Crab shells and wood have more in common than one might assume. Researchers at Penn State University are using these readily available, natural items to create an inexpensive, eco-friendly biomaterial that they say can be used to replace petroleum-based plastic packaging while significantly reducing pollution.
This new biodegradable barrier coating that the Penn State researchers developed is composed of equal parts treated cellulose pulp (carboxymethyl cellulose) and chitosan — both abundant, economical and compostable materials. Cellulose pulp comes from wood or cotton, while chitosan is derived from chitin, the main component found in the exoskeletons of arthropods and crustaceans, such as lobsters, crabs and shrimp. Using an aqueous buffer, both materials are blended at an ultra-high shear rate to create a polysaccharide polyelectrolyte complex. The different molecular charges of chitosan (a cationic positive charge) and carboxymethyl cellulose (an anionic negative charge) lock together and electrostatically bond to create the foundation for an impervious film and adhesive.
The Penn State researchers found that this polysaccharide polyelectrolyte complex performed well during the research trials.
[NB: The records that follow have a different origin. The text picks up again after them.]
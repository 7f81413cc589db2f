//! In-memory response cache and in-flight request registry.
//!
//! Only GET responses are cached. Entries are keyed by `"<METHOD>:<url>"` and
//! expire after a fixed TTL; expired entries are dropped on read. Concurrent
//! requests for the same key share one network call through [`InFlight`].

use std::collections::HashMap;
use std::future::Future;
use std::sync::{Arc, Mutex};
use std::time::Duration;

use futures::future::{BoxFuture, FutureExt, Shared};
use reqwest::Method;
use serde_json::Value;
use tokio::time::Instant;

use crate::error::ApiError;

/// Default time-to-live for cached responses.
pub const DEFAULT_TTL: Duration = Duration::from_secs(5 * 60);

/// Build the cache key for a request.
pub fn cache_key(method: &Method, url: &str) -> String {
  format!("{}:{}", method.as_str(), url)
}

/// A cached payload and when it was stored.
#[derive(Debug, Clone)]
pub struct CacheEntry {
  pub data: Value,
  pub timestamp: Instant,
}

/// TTL cache for unwrapped response payloads.
#[derive(Debug)]
pub struct ResponseCache {
  entries: Mutex<HashMap<String, CacheEntry>>,
  ttl: Duration,
}

impl Default for ResponseCache {
  fn default() -> Self {
    Self::new(DEFAULT_TTL)
  }
}

impl ResponseCache {
  pub fn new(ttl: Duration) -> Self {
    Self {
      entries: Mutex::new(HashMap::new()),
      ttl,
    }
  }

  pub fn ttl(&self) -> Duration {
    self.ttl
  }

  fn is_stale(&self, timestamp: Instant) -> bool {
    Instant::now().duration_since(timestamp) > self.ttl
  }

  /// Fresh entry for `key`, if any. A stale entry is removed.
  pub fn get(&self, key: &str) -> Option<CacheEntry> {
    let mut entries = self.entries.lock().unwrap_or_else(|e| e.into_inner());
    match entries.get(key) {
      Some(entry) if !self.is_stale(entry.timestamp) => Some(entry.clone()),
      Some(_) => {
        entries.remove(key);
        None
      }
      None => None,
    }
  }

  pub fn set(&self, key: &str, data: Value) {
    let mut entries = self.entries.lock().unwrap_or_else(|e| e.into_inner());
    entries.insert(
      key.to_string(),
      CacheEntry {
        data,
        timestamp: Instant::now(),
      },
    );
  }

  pub fn invalidate(&self, key: &str) -> bool {
    let mut entries = self.entries.lock().unwrap_or_else(|e| e.into_inner());
    entries.remove(key).is_some()
  }

  /// Drop every entry whose key starts with `prefix`. Returns how many went.
  pub fn invalidate_prefix(&self, prefix: &str) -> usize {
    let mut entries = self.entries.lock().unwrap_or_else(|e| e.into_inner());
    let before = entries.len();
    entries.retain(|key, _| !key.starts_with(prefix));
    before - entries.len()
  }

  pub fn clear(&self) {
    let mut entries = self.entries.lock().unwrap_or_else(|e| e.into_inner());
    entries.clear();
  }

  pub fn len(&self) -> usize {
    let entries = self.entries.lock().unwrap_or_else(|e| e.into_inner());
    entries.len()
  }

  pub fn is_empty(&self) -> bool {
    self.len() == 0
  }
}

/// A network call whose outcome can be awaited by several callers.
pub type SharedResponse = Shared<BoxFuture<'static, Result<Value, ApiError>>>;

/// Registry of outstanding requests, at most one per key.
#[derive(Default)]
pub struct InFlight {
  pending: Mutex<HashMap<String, SharedResponse>>,
}

impl InFlight {
  pub fn new() -> Self {
    Self::default()
  }

  /// Return the outstanding request for `key`, or register the one produced by
  /// `make`. The bool is `true` when the caller joined an existing request.
  ///
  /// The registered future is wrapped so that the entry is removed as soon as
  /// it settles, whatever the outcome. `make` runs under the registry lock and
  /// must not touch the registry itself.
  pub fn join_or_insert<F, Fut>(self: &Arc<Self>, key: &str, make: F) -> (SharedResponse, bool)
  where
    F: FnOnce() -> Fut,
    Fut: Future<Output = Result<Value, ApiError>> + Send + 'static,
  {
    let mut pending = self.pending.lock().unwrap_or_else(|e| e.into_inner());
    if let Some(existing) = pending.get(key) {
      return (existing.clone(), true);
    }

    let registry = Arc::clone(self);
    let owned_key = key.to_string();
    let request = make();
    let shared = async move {
      let outcome = request.await;
      registry.remove(&owned_key);
      outcome
    }
    .boxed()
    .shared();

    pending.insert(key.to_string(), shared.clone());
    (shared, false)
  }

  pub fn contains(&self, key: &str) -> bool {
    let pending = self.pending.lock().unwrap_or_else(|e| e.into_inner());
    pending.contains_key(key)
  }

  pub fn len(&self) -> usize {
    let pending = self.pending.lock().unwrap_or_else(|e| e.into_inner());
    pending.len()
  }

  pub fn is_empty(&self) -> bool {
    self.len() == 0
  }

  fn remove(&self, key: &str) {
    let mut pending = self.pending.lock().unwrap_or_else(|e| e.into_inner());
    pending.remove(key);
  }
}

#[cfg(test)]
mod tests {
  use super::*;
  use crate::error::ErrorKind;
  use serde_json::json;
  use std::sync::atomic::{AtomicU32, Ordering};

  #[test]
  fn test_cache_key_format() {
    assert_eq!(
      cache_key(&Method::GET, "https://api.test/api/v1/users?page=1"),
      "GET:https://api.test/api/v1/users?page=1"
    );
  }

  #[tokio::test(start_paused = true)]
  async fn test_entry_expires_after_ttl() {
    let cache = ResponseCache::new(Duration::from_secs(300));
    cache.set("GET:/users", json!([1, 2]));

    tokio::time::advance(Duration::from_secs(299)).await;
    assert_eq!(cache.get("GET:/users").unwrap().data, json!([1, 2]));

    tokio::time::advance(Duration::from_secs(61)).await;
    assert!(cache.get("GET:/users").is_none());
    // expired entries are dropped on read
    assert!(cache.is_empty());
  }

  #[test]
  fn test_invalidation() {
    let cache = ResponseCache::default();
    cache.set("GET:https://api.test/users", json!(1));
    cache.set("GET:https://api.test/users?page=2", json!(2));
    cache.set("GET:https://api.test/classes", json!(3));

    assert!(cache.invalidate("GET:https://api.test/classes"));
    assert!(!cache.invalidate("GET:https://api.test/classes"));
    assert_eq!(cache.invalidate_prefix("GET:https://api.test/users"), 2);
    assert!(cache.is_empty());

    cache.set("k", json!(null));
    cache.clear();
    assert_eq!(cache.len(), 0);
  }

  #[tokio::test]
  async fn test_concurrent_joins_share_one_call() {
    let inflight = Arc::new(InFlight::new());
    let calls = Arc::new(AtomicU32::new(0));

    let make = |calls: Arc<AtomicU32>| {
      move || async move {
        calls.fetch_add(1, Ordering::SeqCst);
        tokio::time::sleep(Duration::from_millis(20)).await;
        Ok::<_, ApiError>(json!({ "ok": true }))
      }
    };

    let (first, joined_first) = inflight.join_or_insert("GET:/x", make(calls.clone()));
    let (second, joined_second) = inflight.join_or_insert("GET:/x", make(calls.clone()));
    assert!(!joined_first);
    assert!(joined_second);
    assert!(inflight.contains("GET:/x"));

    let (a, b) = tokio::join!(first, second);
    assert_eq!(a.unwrap(), b.unwrap());
    assert_eq!(calls.load(Ordering::SeqCst), 1);
    assert!(inflight.is_empty());
  }

  #[tokio::test]
  async fn test_failure_is_shared_and_entry_removed() {
    let inflight = Arc::new(InFlight::new());
    let (first, _) = inflight.join_or_insert("GET:/y", || async {
      Err::<Value, _>(ApiError::network("connection refused"))
    });
    let (second, joined) = inflight.join_or_insert("GET:/y", || async { Ok(json!(1)) });
    assert!(joined);

    let (a, b) = tokio::join!(first, second);
    assert_eq!(a.unwrap_err().kind(), ErrorKind::NetworkUnreachable);
    assert_eq!(b.unwrap_err().kind(), ErrorKind::NetworkUnreachable);
    assert!(!inflight.contains("GET:/y"));
  }
}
Paperboard coated in the biomaterial demonstrated strong oil, vapor and water barrier properties. It also proved to be resistant to salt, toluene and heptane.
“It meets TAPPI T 559, the industrial standard for grease resistance,” says lead researcher Jeffrey Catchmark, professor of agricultural and biological engineering at Penn State’s College of Agricultural Sciences. “It resists oil and aqueous water-based solutions at a pH from at least three to nine, which is important for the food industry.”
In addition to coating a variety of food packaging surfaces, the biomaterial is also suitable as an adhesive for packaging. “If you use the formulation to bind two surfaces, it simply acts as an adhesive,” Catchmark says. “It’s remarkable.”
“This is essential in packaging because it’s not just the ability to have a surface be the barrier. You also want to be able to make more complex products,” he adds. “You want to make clamshell packages and cups that require an adhesive to adhere the paperboard surfaces to make the final product. Our new biomaterial acts as both the coating and the adhesive.”
With its robust barrier properties and biodegradability, the biomaterial could replace millions of tons of petroleum-based plastic in food packaging globally and substantially decrease plastic pollution, Catchmark says. “I’m very interested in trying to make an impact in the world by getting this technology into products so that we can reduce pollution,” explains Catchmark, who has spent the last decade researching and developing sustainable materials that could serve as viable alternatives to synthetic materials like Styrofoam and PET. “Essentially plastic and other chemical pollution are creating problems in our ecosystem. Plastic is a very significant problem that we have right now.”
According to a 2017 research study published by the University of Georgia, University of California at Santa Barbara and Sea Education Association in the journal Science Advances, more than 400 million metric tons of plastic were produced globally in 2015. The researchers found that about 91 percent of plastic isn’t recycled, with 79 percent finding its way into landfills and the natural environment. The largest market for plastic is packaging, which has accelerated the global growth of plastic as consumers shift from reusable to single-use containers, according to the study. If current plastic production and waste management trends continue, the researchers predicted that about 12 billion metric tons of plastic waste will accumulate in landfills and the natural environment by 2050.
Protecting the bottom line
While most people acknowledge plastic pollution is a growing and serious issue, Catchmark recognized that the problem wouldn’t be enough to persuade food and beverage companies to try a sustainable alternative to plastic. That’s why the Penn State team specifically experimented with economical, accessible industrial materials like chitosan and cellulose that wouldn’t hurt food and beverage companies’ bottom line. Because all plants make cellulose, it is one of the most abundant, inexpensive organic compounds on Earth. It’s just as easy and affordable to obtain chitosan as well because it is a byproduct of the shellfish industry. According to the Food and Agriculture Organization of the United Nations, every year 6 million to 8 million tons of waste crab, shrimp and lobster shells are discarded. Instead of tossing them, these waste shells could be recycled to create the biomaterial Penn State developed.
“Cellulose and chitosan are the highest volume, lowest-cost, biologically-derived polymers out there,” Catchmark says. “Our invention leverages something that is already made in huge quantities. These polysaccharides are among the cheapest, sustainable, ecologically compatible, compostable materials that exist in nature. It may be the only solution out there that offers this kind of barrier performance at a cost point that can potentially beat plastic.”
After six years of working on this biomaterial coating and adhesive, Penn State is seeking a patent for it and collaborating with some paper, food and beverage manufacturers and packaging companies to bring it to market. Catchmark expects the biomaterial to make its mark in the industry and the environment.
“It’s a disruptive technology,” he says. “People have explored polysaccharides for a long time and have not seen this kind of performance before. We’ve created a very manageable solution. It’s something that is manufacturable, easy to produce, very cost effective and good for the environment. It’s a win across the board.”